According to the United States Census Bureau, the township has a total area of 14.2 sqmi, of which 12.8 sqmi is land and 1.5 sqmi (10.27%) is water.

==Demographics==

As of the census of 2000, there were 928 people, 348 households, and 261 families residing in the township.

The population density was 72.8 PD/sqmi. There were 373 housing units at an average density of 29.3 /sqmi.

The racial makeup of the township was 98.38% White, 0.11% African American, 0.11% Native American, 0.54% Asian, 0.11% from other races, and 0.75% from two or more races. Hispanic or Latino of any race were 0.54% of the population.
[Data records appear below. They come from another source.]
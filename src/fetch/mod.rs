//! Content fetcher: one outbound GET per plan.
//!
//! The client never decompresses on its own; the body is read raw, capped at
//! `max_body_bytes`, and then decoded by [`decompress::decompress`] according
//! to the response's `Content-Encoding`. The decoded body is held to the same
//! cap. Every redirect hop must pass [`validate`] unless
//! `allow_private_redirects` is set.

pub mod decompress;
pub mod snapshot;

use crate::error::{Error, FetchErrorKind, Result};
use crate::options::Options;
use crate::route::RetrievalPlan;
use crate::url_utils::validate;
use reqwest::header::{self, HeaderMap, HeaderValue};
use reqwest::redirect;
use std::time::Instant;
use tracing::{debug, info, warn};

/// Browser-like headers sent with every request, besides the User-Agent.
const STATIC_HEADERS: &[(&str, &str)] = &[
    (
        "accept",
        "text/html,application/xhtml+xml,application/xml;q=0.9,image/webp,*/*;q=0.8",
    ),
    ("accept-language", "en-US,en;q=0.5"),
    ("accept-encoding", "gzip, deflate, br"),
    ("connection", "keep-alive"),
    ("upgrade-insecure-requests", "1"),
    ("cache-control", "max-age=0"),
];

/// Successful upstream response.
#[derive(Debug, Clone)]
pub struct FetchResult {
    /// Upstream status code (always 2xx/3xx here).
    pub status: u16,
    /// Response headers; lookups are case-insensitive.
    pub headers: HeaderMap,
    /// Decompressed body.
    pub body: Vec<u8>,
    /// Whether the body was cut at the size limit.
    pub truncated: bool,
}

impl FetchResult {
    /// Header value as text, if present and visible ASCII.
    #[must_use]
    pub fn header(&self, name: &str) -> Option<&str> {
        self.headers.get(name).and_then(|v| v.to_str().ok())
    }

    #[must_use]
    pub fn content_type(&self) -> Option<&str> {
        self.header(header::CONTENT_TYPE.as_str())
    }
}

/// Shared HTTP client. Cheap to clone; safe to use from many tasks at once.
#[derive(Debug, Clone)]
pub struct Fetcher {
    client: reqwest::Client,
    max_body_bytes: usize,
}

impl Fetcher {
    /// Builds the client: bounded, validated redirects and no automatic
    /// decompression.
    pub fn new(options: &Options) -> Result<Self> {
        let client = reqwest::Client::builder()
            .redirect(redirect_policy(
                options.max_redirects,
                options.allow_private_redirects,
            ))
            .build()
            .map_err(|e| Error::Config(format!("failed to build HTTP client: {e}")))?;

        Ok(Self {
            client,
            max_body_bytes: options.max_body_bytes,
        })
    }

    /// Performs the plan's GET and returns the decompressed body.
    ///
    /// Fails with [`Error::Fetch`] on timeout, connection failure, a 4xx/5xx
    /// answer, a redirect to a rejected URL, or any other transport error.
    /// No retries.
    pub async fn fetch(&self, plan: &RetrievalPlan) -> Result<FetchResult> {
        let started = Instant::now();
        debug!("GET {} ({:?}, timeout {:?})", plan.endpoint, plan.strategy, plan.timeout);

        let mut request = self
            .client
            .get(&plan.endpoint)
            .timeout(plan.timeout)
            .header(header::USER_AGENT, identity_header(&plan.identity)?);
        for (name, value) in STATIC_HEADERS {
            request = request.header(*name, *value);
        }
        if let Some(referer) = &plan.referer {
            request = request.header(header::REFERER, referer.as_str());
        }

        let mut response = request.send().await.map_err(classify)?;

        let status = response.status();
        if status.is_client_error() || status.is_server_error() {
            return Err(Error::fetch(
                FetchErrorKind::HttpStatus(status.as_u16()),
                format!("{} answered {status}", plan.endpoint),
            ));
        }

        let headers = response.headers().clone();
        let mut raw = Vec::new();
        let mut truncated = false;
        while let Some(chunk) = response.chunk().await.map_err(classify)? {
            let room = self.max_body_bytes - raw.len();
            if chunk.len() > room {
                raw.extend_from_slice(&chunk[..room]);
                truncated = true;
                break;
            }
            raw.extend_from_slice(&chunk);
        }
        if truncated {
            warn!(
                "Body of {} truncated at {} bytes",
                plan.endpoint, self.max_body_bytes
            );
        }

        let encoding = headers
            .get(header::CONTENT_ENCODING)
            .and_then(|v| v.to_str().ok());
        let decoded = decompress::decompress(raw, encoding, self.max_body_bytes, truncated);

        info!(
            "Fetched {} -> {} ({} bytes in {:?})",
            plan.endpoint,
            status.as_u16(),
            decoded.body.len(),
            started.elapsed()
        );

        Ok(FetchResult {
            status: status.as_u16(),
            headers,
            body: decoded.body,
            truncated: decoded.truncated,
        })
    }
}

/// Hop limit plus the caller-input URL check on every hop.
fn redirect_policy(max_redirects: usize, allow_private: bool) -> redirect::Policy {
    redirect::Policy::custom(move |attempt| {
        if attempt.previous().len() > max_redirects {
            return attempt.error(format!("more than {max_redirects} redirects"));
        }
        if !allow_private && !validate(attempt.url().as_str()) {
            let target = attempt.url().to_string();
            warn!("Refusing redirect to {target}");
            return attempt.error(format!("redirect to rejected URL {target}"));
        }
        attempt.follow()
    })
}

fn identity_header(identity: &str) -> Result<HeaderValue> {
    HeaderValue::from_str(identity)
        .map_err(|_| Error::Config(format!("user agent is not a valid header value: {identity:?}")))
}

/// Map a transport error onto the fetch failure classes.
fn classify(e: reqwest::Error) -> Error {
    let kind = if e.is_timeout() {
        FetchErrorKind::Timeout
    } else if e.is_connect() {
        FetchErrorKind::ConnectionRefused
    } else if let Some(status) = e.status() {
        FetchErrorKind::HttpStatus(status.as_u16())
    } else {
        FetchErrorKind::Other
    };
    Error::fetch(kind, e.to_string())
}
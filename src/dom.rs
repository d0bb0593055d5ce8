//! DOM Operations Adapter
//!
//! Thin helpers over the `dom_query` crate used by the rewrite rules and the
//! renderer, so that attribute access and tag inspection read the same way
//! everywhere.

pub use dom_query::{Document, NodeRef, Selection};

/// Elements that never have children or a closing tag.
const VOID_ELEMENTS: &[&str] = &[
    "area", "base", "br", "col", "embed", "hr", "img", "input", "link", "meta", "param", "source",
    "track", "wbr",
];

// === Attribute Operations ===

/// Get any attribute value of the first node
#[inline]
#[must_use]
pub fn get_attribute(sel: &Selection, name: &str) -> Option<String> {
    sel.attr(name).map(|s| s.to_string())
}

/// Set an attribute value on every node of the selection
#[inline]
pub fn set_attribute(sel: &Selection, name: &str, value: &str) {
    sel.set_attr(name, value);
}

/// Remove an attribute from every node of the selection
#[inline]
pub fn remove_attribute(sel: &Selection, name: &str) {
    sel.remove_attr(name);
}

/// Get all attributes of a node as key-value pairs, in document order.
/// Namespaced names keep their prefix (`xlink:href`).
#[must_use]
pub fn attributes(node: &NodeRef) -> Vec<(String, String)> {
    node.attrs()
        .iter()
        .map(|attr| {
            let name = match &attr.name.prefix {
                Some(prefix) => format!("{prefix}:{}", attr.name.local),
                None => attr.name.local.to_string(),
            };
            (name, attr.value.to_string())
        })
        .collect()
}

// === Tag/Node Information ===

/// Get tag name (lowercase) of a node, `None` for non-elements
#[must_use]
pub fn node_tag(node: &NodeRef) -> Option<String> {
    if !node.is_element() {
        return None;
    }
    node.node_name().map(|t| t.to_ascii_lowercase())
}

/// Get tag name (lowercase) of the first node in a selection
#[must_use]
pub fn tag_name(sel: &Selection) -> Option<String> {
    sel.nodes().first().and_then(node_tag)
}

/// Check if a tag is a void element
#[must_use]
pub fn is_void_tag(tag: &str) -> bool {
    VOID_ELEMENTS.contains(&tag)
}

// === Tree Manipulation ===

/// Remove every node of the selection, returning how many were removed.
pub fn remove_all(sel: &Selection) -> usize {
    let count = sel.length();
    if count > 0 {
        sel.remove();
    }
    count
}

/// Append HTML content as the last child of every node of the selection
#[inline]
pub fn append_html(sel: &Selection, html: &str) {
    sel.append_html(html);
}

// === Escaping ===

/// Escape text for use inside a double-quoted attribute value.
#[must_use]
pub fn escape_html(input: &str) -> String {
    let mut out = String::with_capacity(input.len());
    for ch in input.chars() {
        match ch {
            '&' => out.push_str("&amp;"),
            '<' => out.push_str("&lt;"),
            '>' => out.push_str("&gt;"),
            '"' => out.push_str("&quot;"),
            '\'' => out.push_str("&#39;"),
            _ => out.push(ch),
        }
    }
    out
}

// === Parsing ===

/// Parse HTML string into document. Never fails; malformed markup is
/// repaired the way a browser would.
#[inline]
#[must_use]
pub fn parse(html: &str) -> Document {
    Document::from(html)
}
There were 348 households, out of which 32.8% had children under the age of eighteen living with them; 67.5% were married couples living together, 4.6% had a female householder with no husband present, and 25.0% were non-families. 22.7% of all households were made up of individuals, and 13.5% had someone living alone who was sixty-five years of age or older.

The average household size was 2.58 and the average family size was 3.06.

Within the township, the population was spread out, with 26.6% who were under the age of eighteen, 5.2% who were aged eighteen to twenty-four, 28.2% who were aged twenty-five to forty-four, 24.8% who were aged forty-five to sixty-four, and 15.2% who were sixty-five years of age or older. The median age was thirty-nine years.

For every one hundred females, there were 100.4 males. For every one hundred females who were aged eighteen or older, there were 96.3 males.

The median income for a household in the township was $36,528, and the median income for a family was $44,091. Males had a median income of $32,014 compared with that of $21,944 for females.

The per capita income for the township was $16,039.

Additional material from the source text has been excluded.